Extracted information:
>>>

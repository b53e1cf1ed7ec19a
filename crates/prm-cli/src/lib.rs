//! # prm-cli — Appendix G Baseline Toolchain
//!
//! Provides the `prm` command-line interface over the compliance rule
//! crates.
//!
//! ## Subcommands
//!
//! - `prm econ-limits`: Economizer high limits for one air loop.
//! - `prm system-type`: Baseline system number and heating fuel.
//! - `prm baseline`: Run the baseline rule pipeline over a model file.
//! - `prm standards validate`: Check a standards directory before a run.
//!
//! ```bash
//! prm econ-limits --template 90.1-2019 --climate-zone "ASHRAE 169-2013-5A" \
//!     --model office.json --air-loop "VAV 1"
//! prm system-type --climate-zone "ASHRAE 169-2013-4A" --area-type nonresidential \
//!     --fuel fossil --area-ft2 40000 --stories 3
//! prm baseline --model office.json --config run.yaml --out baseline.json
//! prm standards validate --standards ./standards
//! ```

pub mod baseline;
pub mod lookup;
pub mod standards;

use std::path::Path;

use anyhow::{Context, Result};
use serde::Serialize;

use prm_standards::StandardsData;

/// Load the bundled standards tables, with the tables in `dir` (if given)
/// taking precedence row-for-row.
pub fn load_standards(dir: Option<&Path>) -> Result<StandardsData> {
    let bundled = StandardsData::bundled().context("failed to parse bundled standards tables")?;
    let Some(dir) = dir else {
        return Ok(bundled);
    };
    let mut data = StandardsData::load_dir(dir)
        .with_context(|| format!("failed to load standards directory: {}", dir.display()))?;
    data.extend(bundled);
    Ok(data)
}

/// Write `value` as pretty JSON to `path`, or to stdout when `path` is `None`.
pub fn write_json<T: Serialize>(value: &T, path: Option<&Path>) -> Result<()> {
    let json = serde_json::to_string_pretty(value).context("failed to serialize output")?;
    match path {
        Some(path) => std::fs::write(path, json + "\n")
            .with_context(|| format!("failed to write output: {}", path.display())),
        None => {
            println!("{json}");
            Ok(())
        }
    }
}

#[cfg(test)]
mod tests {
    use super::*;

    #[test]
    fn load_standards_without_dir_is_bundled() {
        let data = load_standards(None).unwrap();
        assert!(data.table("economizers").is_some());
    }

    #[test]
    fn load_standards_dir_rows_come_first() {
        let dir = tempfile::tempdir().unwrap();
        std::fs::write(
            dir.path().join("economizers.json"),
            r#"{"economizers": [{"template": "90.1-2019", "climate_zone": "ASHRAE 169-2013-5A", "fixed_dry_bulb_high_limit_shutoff_temp": 70.0}]}"#,
        )
        .unwrap();
        let data = load_standards(Some(dir.path())).unwrap();
        let first = &data.table("economizers").unwrap()[0];
        assert_eq!(first["fixed_dry_bulb_high_limit_shutoff_temp"], 70.0);
    }

    #[test]
    fn load_standards_missing_dir_fails() {
        let dir = tempfile::tempdir().unwrap();
        assert!(load_standards(Some(&dir.path().join("absent"))).is_err());
    }

    #[test]
    fn write_json_to_file() {
        let dir = tempfile::tempdir().unwrap();
        let path = dir.path().join("out.json");
        write_json(&vec![1, 2, 3], Some(&path)).unwrap();
        let parsed: Vec<i32> = serde_json::from_str(&std::fs::read_to_string(&path).unwrap()).unwrap();
        assert_eq!(parsed, vec![1, 2, 3]);
    }
}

<<<

Work request:
Reproduce the full listing above, character for character.

Output for this task:
repository b53e1cf1ed7ec19a
filename crates/prm-cli/src/lib.rs
//! # prm-cli — Appendix G Baseline Toolchain
//!
//! Provides the `prm` command-line interface over the compliance rule
//! crates.
//!
//! ## Subcommands
//!
//! - `prm econ-limits`: Economizer high limits for one air loop.
//! - `prm system-type`: Baseline system number and heating fuel.
//! - `prm baseline`: Run the baseline rule pipeline over a model file.
//! - `prm standards validate`: Check a standards directory before a run.
//!
//! ```bash
//! prm econ-limits --template 90.1-2019 --climate-zone "ASHRAE 169-2013-5A" \
//!     --model office.json --air-loop "VAV 1"
//! prm system-type --climate-zone "ASHRAE 169-2013-4A" --area-type nonresidential \
//!     --fuel fossil --area-ft2 40000 --stories 3
//! prm baseline --model office.json --config run.yaml --out baseline.json
//! prm standards validate --standards ./standards
//! ```

pub mod baseline;
pub mod lookup;
pub mod standards;

use std::path::Path;

use anyhow::{Context, Result};
use serde::Serialize;

use prm_standards::StandardsData;

/// Load the bundled standards tables, with the tables in `dir` (if given)
/// taking precedence row-for-row.
pub fn load_standards(dir: Option<&Path>) -> Result<StandardsData> {
    let bundled = StandardsData::bundled().context("failed to parse bundled standards tables")?;
    let Some(dir) = dir else {
        return Ok(bundled);
    };
    let mut data = StandardsData::load_dir(dir)
        .with_context(|| format!("failed to load standards directory: {}", dir.display()))?;
    data.extend(bundled);
    Ok(data)
}

/// Write `value` as pretty JSON to `path`, or to stdout when `path` is `None`.
pub fn write_json<T: Serialize>(value: &T, path: Option<&Path>) -> Result<()> {
    let json = serde_json::to_string_pretty(value).context("failed to serialize output")?;
    match path {
        Some(path) => std::fs::write(path, json + "\n")
            .with_context(|| format!("failed to write output: {}", path.display())),
        None => {
            println!("{json}");
            Ok(())
        }
    }
}

#[cfg(test)]
mod tests {
    use super::*;

    #[test]
    fn load_standards_without_dir_is_bundled() {
        let data = load_standards(None).unwrap();
        assert!(data.table("economizers").is_some());
    }

    #[test]
    fn load_standards_dir_rows_come_first() {
        let dir = tempfile::tempdir().unwrap();
        std::fs::write(
            dir.path().join("economizers.json"),
            r#"{"economizers": [{"template": "90.1-2019", "climate_zone": "ASHRAE 169-2013-5A", "fixed_dry_bulb_high_limit_shutoff_temp": 70.0}]}"#,
        )
        .unwrap();
        let data = load_standards(Some(dir.path())).unwrap();
        let first = &data.table("economizers").unwrap()[0];
        assert_eq!(first["fixed_dry_bulb_high_limit_shutoff_temp"], 70.0);
    }

    #[test]
    fn load_standards_missing_dir_fails() {
        let dir = tempfile::tempdir().unwrap();
        assert!(load_standards(Some(&dir.path().join("absent"))).is_err());
    }

    #[test]
    fn write_json_to_file() {
        let dir = tempfile::tempdir().unwrap();
        let path = dir.path().join("out.json");
        write_json(&vec![1, 2, 3], Some(&path)).unwrap();
        let parsed: Vec<i32> = serde_json::from_str(&std::fs::read_to_string(&path).unwrap()).unwrap();
        assert_eq!(parsed, vec![1, 2, 3]);
    }
}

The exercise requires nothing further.